7) Komisaris independen harus bebas dari kepentingan dan urusan bisnis apapun atau hubungan lainnya yang dapat, atau secara wajar dapat dianggap sebagai campur tangan secara material dengan kemampuannya sebagai seorang komisaris untuk bertindak demi kepentingan yang menguntungkan perusahaan. Sebagai seorang profesional, komisaris independen pun harus memiliki kompetensi pribadi, yaitu: memiliki integritas dan kejujuran yang tidak pernah diragukan, memahami seluk beluk pengelolaan bisnis dan keuangan perusahaan, memahami dan mampu membaca laporan keuangan perusahaan dan implikasinya terhadap strategi bisnis, memahami seluk beluk industri yang digeluti perusahaan, memiliki kepekaan terhadap perkembangan lingkungan yang dapat mempengaruhi bisnis perusahaan, memiliki wawasan luas dan kemampuan berpikir strategis, memiliki karakter sebagai pemimpin yang profesional, memiliki kemampuan berkomunikasi serta kemampuan untuk mempengaruhi dan bekerja sama dengan orang lain, memiliki komitmen dan konsisten dalam melakukan profesinya sebagai komisaris independen, serta memiliki kemampuan untuk berpikir objektif dan independen secara professional.

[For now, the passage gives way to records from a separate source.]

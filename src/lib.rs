pub mod audit;
pub mod billing;
pub mod charges;
pub mod config;
pub mod decimal;
pub mod engine;
pub mod errors;
pub mod ledger;
pub mod occupancy;
pub mod records;
pub mod report;
pub mod settlement;
pub mod types;

// re-export key types
pub use decimal::Money;
pub use errors::{BillingError, Result};
pub use audit::{AuditAction, AuditEntry, AuditRecorder, AuditTrail};
pub use billing::{
    GenerationReport, InvoiceGenerator, PaymentProcessor, PaymentReceipt, PaymentRequest,
};
pub use charges::{ChargeAggregator, ChargeBreakdown};
pub use config::{BillingConfig, MealPrices};
pub use engine::BillingEngine;
pub use ledger::Ledger;
pub use occupancy::{AssignmentOutcome, OccupancyManager, ReleasedSeat};
pub use records::{
    AttendanceRecord, CustomCharge, Expense, Invoice, NewCharge, NewExpense, Payment,
    Resident, ResidentIntake, Room, Seat, TenancyRecord,
};
pub use report::{MonthlyFinancials, OccupancySnapshot, PendingDues, Reports, ResidentStatement};
pub use settlement::{OutstandingInvoice, Settlement, SettlementEngine, SettlementPreview};
pub use types::{
    Actor, BillingPeriod, ChargeType, ExpenseCategory, InvoiceStatus, Meal, Month,
    PaymentMethod, ResidentStatus, RoomType,
};

// re-export external dependencies that users will need
pub use chrono;
pub use hourglass_rs::{SafeTimeProvider, TimeSource};
pub use rust_decimal::Decimal;
pub use uuid::Uuid;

Keberadaan komisaris independen di Indonesia telah diatur dalam Surat keputusan Direksi PT Bursa Efek Jakarta (BEJ) Nomor: Kep 315/BEJ/06-2000 perihal Peraturan No I-A, tentang Pencatatan Saham dan Efek bersifat Ekuitas selain Saham yang diterbitkan oleh Perusahaan Tercatat pada butir mengenai Ketentuan tentang Komisaris Independen. Dalam peraturan tersebut dinyatakan bahwa dalam rangka penyelenggaraan pengelolaan perusahaan yang baik (good corporate governance), perusahaan yang tercatat di BEJ wajib memiliki komisaris independen yang jumlah proporsionalnya sebanding dengan jumlah saham yang dimiliki oleh bukan pemegang saham pengendali dengan ketentuan jumlah komisaris independen sekurang-kurangnya 30% dari jumlah seluruh anggota komisaris.